**Task prompt:** Without omitting anything, copy every entry word for word.

**Data to use:**
= = = = = = =
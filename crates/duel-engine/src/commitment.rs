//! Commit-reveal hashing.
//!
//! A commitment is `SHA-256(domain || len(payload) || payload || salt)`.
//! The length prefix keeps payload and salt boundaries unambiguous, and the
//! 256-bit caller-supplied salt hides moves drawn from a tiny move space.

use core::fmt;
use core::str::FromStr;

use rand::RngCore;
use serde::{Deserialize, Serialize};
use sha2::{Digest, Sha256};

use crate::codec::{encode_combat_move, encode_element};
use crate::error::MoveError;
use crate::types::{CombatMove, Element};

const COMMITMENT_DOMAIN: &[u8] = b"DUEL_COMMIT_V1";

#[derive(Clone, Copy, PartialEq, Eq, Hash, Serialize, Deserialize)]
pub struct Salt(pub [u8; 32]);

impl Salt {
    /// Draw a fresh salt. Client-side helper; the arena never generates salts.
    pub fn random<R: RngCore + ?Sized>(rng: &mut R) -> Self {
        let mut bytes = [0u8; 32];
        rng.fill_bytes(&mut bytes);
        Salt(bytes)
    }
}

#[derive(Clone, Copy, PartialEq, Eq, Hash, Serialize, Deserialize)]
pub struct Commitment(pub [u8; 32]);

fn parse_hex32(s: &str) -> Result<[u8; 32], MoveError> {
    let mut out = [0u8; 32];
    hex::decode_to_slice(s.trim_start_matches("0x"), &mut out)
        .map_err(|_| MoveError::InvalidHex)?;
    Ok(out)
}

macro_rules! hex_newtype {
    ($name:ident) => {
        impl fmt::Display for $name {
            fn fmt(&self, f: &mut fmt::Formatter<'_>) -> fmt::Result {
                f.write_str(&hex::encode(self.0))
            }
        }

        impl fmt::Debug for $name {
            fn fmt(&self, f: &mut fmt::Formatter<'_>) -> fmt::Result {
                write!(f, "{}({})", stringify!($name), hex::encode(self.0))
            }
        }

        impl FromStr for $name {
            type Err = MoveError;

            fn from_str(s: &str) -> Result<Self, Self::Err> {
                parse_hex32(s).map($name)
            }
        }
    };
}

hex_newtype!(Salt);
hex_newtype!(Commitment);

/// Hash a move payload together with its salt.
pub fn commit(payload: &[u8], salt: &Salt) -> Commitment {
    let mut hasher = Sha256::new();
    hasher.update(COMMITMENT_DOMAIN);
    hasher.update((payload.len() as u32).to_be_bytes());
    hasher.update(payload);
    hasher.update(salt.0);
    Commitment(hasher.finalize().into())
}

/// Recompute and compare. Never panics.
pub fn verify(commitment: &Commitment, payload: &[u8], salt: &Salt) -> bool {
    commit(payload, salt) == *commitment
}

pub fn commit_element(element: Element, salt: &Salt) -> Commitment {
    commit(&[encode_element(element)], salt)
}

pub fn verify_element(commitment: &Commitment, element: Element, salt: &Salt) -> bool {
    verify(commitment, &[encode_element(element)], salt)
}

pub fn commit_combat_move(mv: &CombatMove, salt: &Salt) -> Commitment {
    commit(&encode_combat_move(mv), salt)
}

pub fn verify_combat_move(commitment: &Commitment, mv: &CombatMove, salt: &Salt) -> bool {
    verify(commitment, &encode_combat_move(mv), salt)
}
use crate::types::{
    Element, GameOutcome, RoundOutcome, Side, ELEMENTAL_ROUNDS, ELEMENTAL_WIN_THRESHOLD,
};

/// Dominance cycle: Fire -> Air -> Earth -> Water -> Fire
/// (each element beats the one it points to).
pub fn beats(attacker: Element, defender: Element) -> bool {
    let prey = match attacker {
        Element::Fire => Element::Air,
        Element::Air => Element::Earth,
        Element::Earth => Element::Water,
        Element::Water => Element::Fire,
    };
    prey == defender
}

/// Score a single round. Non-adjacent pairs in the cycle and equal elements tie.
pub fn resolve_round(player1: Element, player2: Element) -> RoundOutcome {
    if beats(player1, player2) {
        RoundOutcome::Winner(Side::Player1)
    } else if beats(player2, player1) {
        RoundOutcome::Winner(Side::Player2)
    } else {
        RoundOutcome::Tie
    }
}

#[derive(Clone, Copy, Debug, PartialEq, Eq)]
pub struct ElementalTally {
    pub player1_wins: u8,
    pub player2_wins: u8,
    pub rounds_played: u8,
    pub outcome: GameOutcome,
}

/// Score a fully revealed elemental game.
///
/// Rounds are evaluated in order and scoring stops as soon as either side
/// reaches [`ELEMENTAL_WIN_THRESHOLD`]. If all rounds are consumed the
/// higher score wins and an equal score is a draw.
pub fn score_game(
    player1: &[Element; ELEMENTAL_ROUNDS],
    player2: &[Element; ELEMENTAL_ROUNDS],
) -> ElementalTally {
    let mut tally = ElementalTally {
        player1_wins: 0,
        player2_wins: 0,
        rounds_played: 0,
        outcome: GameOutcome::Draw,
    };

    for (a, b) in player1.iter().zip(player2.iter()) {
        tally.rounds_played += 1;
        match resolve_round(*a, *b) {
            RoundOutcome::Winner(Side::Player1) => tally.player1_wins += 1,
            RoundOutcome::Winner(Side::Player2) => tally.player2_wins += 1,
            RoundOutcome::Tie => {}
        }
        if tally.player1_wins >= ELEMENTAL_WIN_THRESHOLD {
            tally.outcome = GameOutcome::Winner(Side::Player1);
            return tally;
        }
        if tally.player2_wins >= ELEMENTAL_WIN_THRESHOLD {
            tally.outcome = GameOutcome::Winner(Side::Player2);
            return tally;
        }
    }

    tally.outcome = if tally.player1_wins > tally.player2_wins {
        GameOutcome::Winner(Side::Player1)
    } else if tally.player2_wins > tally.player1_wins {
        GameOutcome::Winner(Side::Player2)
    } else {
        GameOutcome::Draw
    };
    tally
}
= = = = = = =
**Solution to the problem:**
filename crates/duel-engine/src/commitment.rs
//! Commit-reveal hashing.
//!
//! A commitment is `SHA-256(domain || len(payload) || payload || salt)`.
//! The length prefix keeps payload and salt boundaries unambiguous, and the
//! 256-bit caller-supplied salt hides moves drawn from a tiny move space.

use core::fmt;
use core::str::FromStr;

use rand::RngCore;
use serde::{Deserialize, Serialize};
use sha2::{Digest, Sha256};

use crate::codec::{encode_combat_move, encode_element};
use crate::error::MoveError;
use crate::types::{CombatMove, Element};

const COMMITMENT_DOMAIN: &[u8] = b"DUEL_COMMIT_V1";

#[derive(Clone, Copy, PartialEq, Eq, Hash, Serialize, Deserialize)]
pub struct Salt(pub [u8; 32]);

impl Salt {
    /// Draw a fresh salt. Client-side helper; the arena never generates salts.
    pub fn random<R: RngCore + ?Sized>(rng: &mut R) -> Self {
        let mut bytes = [0u8; 32];
        rng.fill_bytes(&mut bytes);
        Salt(bytes)
    }
}

#[derive(Clone, Copy, PartialEq, Eq, Hash, Serialize, Deserialize)]
pub struct Commitment(pub [u8; 32]);

fn parse_hex32(s: &str) -> Result<[u8; 32], MoveError> {
    let mut out = [0u8; 32];
    hex::decode_to_slice(s.trim_start_matches("0x"), &mut out)
        .map_err(|_| MoveError::InvalidHex)?;
    Ok(out)
}

macro_rules! hex_newtype {
    ($name:ident) => {
        impl fmt::Display for $name {
            fn fmt(&self, f: &mut fmt::Formatter<'_>) -> fmt::Result {
                f.write_str(&hex::encode(self.0))
            }
        }

        impl fmt::Debug for $name {
            fn fmt(&self, f: &mut fmt::Formatter<'_>) -> fmt::Result {
                write!(f, "{}({})", stringify!($name), hex::encode(self.0))
            }
        }

        impl FromStr for $name {
            type Err = MoveError;

            fn from_str(s: &str) -> Result<Self, Self::Err> {
                parse_hex32(s).map($name)
            }
        }
    };
}

hex_newtype!(Salt);
hex_newtype!(Commitment);

/// Hash a move payload together with its salt.
pub fn commit(payload: &[u8], salt: &Salt) -> Commitment {
    let mut hasher = Sha256::new();
    hasher.update(COMMITMENT_DOMAIN);
    hasher.update((payload.len() as u32).to_be_bytes());
    hasher.update(payload);
    hasher.update(salt.0);
    Commitment(hasher.finalize().into())
}

/// Recompute and compare. Never panics.
pub fn verify(commitment: &Commitment, payload: &[u8], salt: &Salt) -> bool {
    commit(payload, salt) == *commitment
}

pub fn commit_element(element: Element, salt: &Salt) -> Commitment {
    commit(&[encode_element(element)], salt)
}

pub fn verify_element(commitment: &Commitment, element: Element, salt: &Salt) -> bool {
    verify(commitment, &[encode_element(element)], salt)
}

pub fn commit_combat_move(mv: &CombatMove, salt: &Salt) -> Commitment {
    commit(&encode_combat_move(mv), salt)
}

pub fn verify_combat_move(commitment: &Commitment, mv: &CombatMove, salt: &Salt) -> bool {
    verify(commitment, &encode_combat_move(mv), salt)
}
use crate::types::{
    Element, GameOutcome, RoundOutcome, Side, ELEMENTAL_ROUNDS, ELEMENTAL_WIN_THRESHOLD,
};

/// Dominance cycle: Fire -> Air -> Earth -> Water -> Fire
/// (each element beats the one it points to).
pub fn beats(attacker: Element, defender: Element) -> bool {
    let prey = match attacker {
        Element::Fire => Element::Air,
        Element::Air => Element::Earth,
        Element::Earth => Element::Water,
        Element::Water => Element::Fire,
    };
    prey == defender
}

/// Score a single round. Non-adjacent pairs in the cycle and equal elements tie.
pub fn resolve_round(player1: Element, player2: Element) -> RoundOutcome {
    if beats(player1, player2) {
        RoundOutcome::Winner(Side::Player1)
    } else if beats(player2, player1) {
        RoundOutcome::Winner(Side::Player2)
    } else {
        RoundOutcome::Tie
    }
}

#[derive(Clone, Copy, Debug, PartialEq, Eq)]
pub struct ElementalTally {
    pub player1_wins: u8,
    pub player2_wins: u8,
    pub rounds_played: u8,
    pub outcome: GameOutcome,
}

/// Score a fully revealed elemental game.
///
/// Rounds are evaluated in order and scoring stops as soon as either side
/// reaches [`ELEMENTAL_WIN_THRESHOLD`]. If all rounds are consumed the
/// higher score wins and an equal score is a draw.
pub fn score_game(
    player1: &[Element; ELEMENTAL_ROUNDS],
    player2: &[Element; ELEMENTAL_ROUNDS],
) -> ElementalTally {
    let mut tally = ElementalTally {
        player1_wins: 0,
        player2_wins: 0,
        rounds_played: 0,
        outcome: GameOutcome::Draw,
    };

    for (a, b) in player1.iter().zip(player2.iter()) {
        tally.rounds_played += 1;
        match resolve_round(*a, *b) {
            RoundOutcome::Winner(Side::Player1) => tally.player1_wins += 1,
            RoundOutcome::Winner(Side::Player2) => tally.player2_wins += 1,
            RoundOutcome::Tie => {}
        }
        if tally.player1_wins >= ELEMENTAL_WIN_THRESHOLD {
            tally.outcome = GameOutcome::Winner(Side::Player1);
            return tally;
        }
        if tally.player2_wins >= ELEMENTAL_WIN_THRESHOLD {
            tally.outcome = GameOutcome::Winner(Side::Player2);
            return tally;
        }
    }

    tally.outcome = if tally.player1_wins > tally.player2_wins {
        GameOutcome::Winner(Side::Player1)
    } else if tally.player2_wins > tally.player1_wins {
        GameOutcome::Winner(Side::Player2)
    } else {
        GameOutcome::Draw
    };
    tally
}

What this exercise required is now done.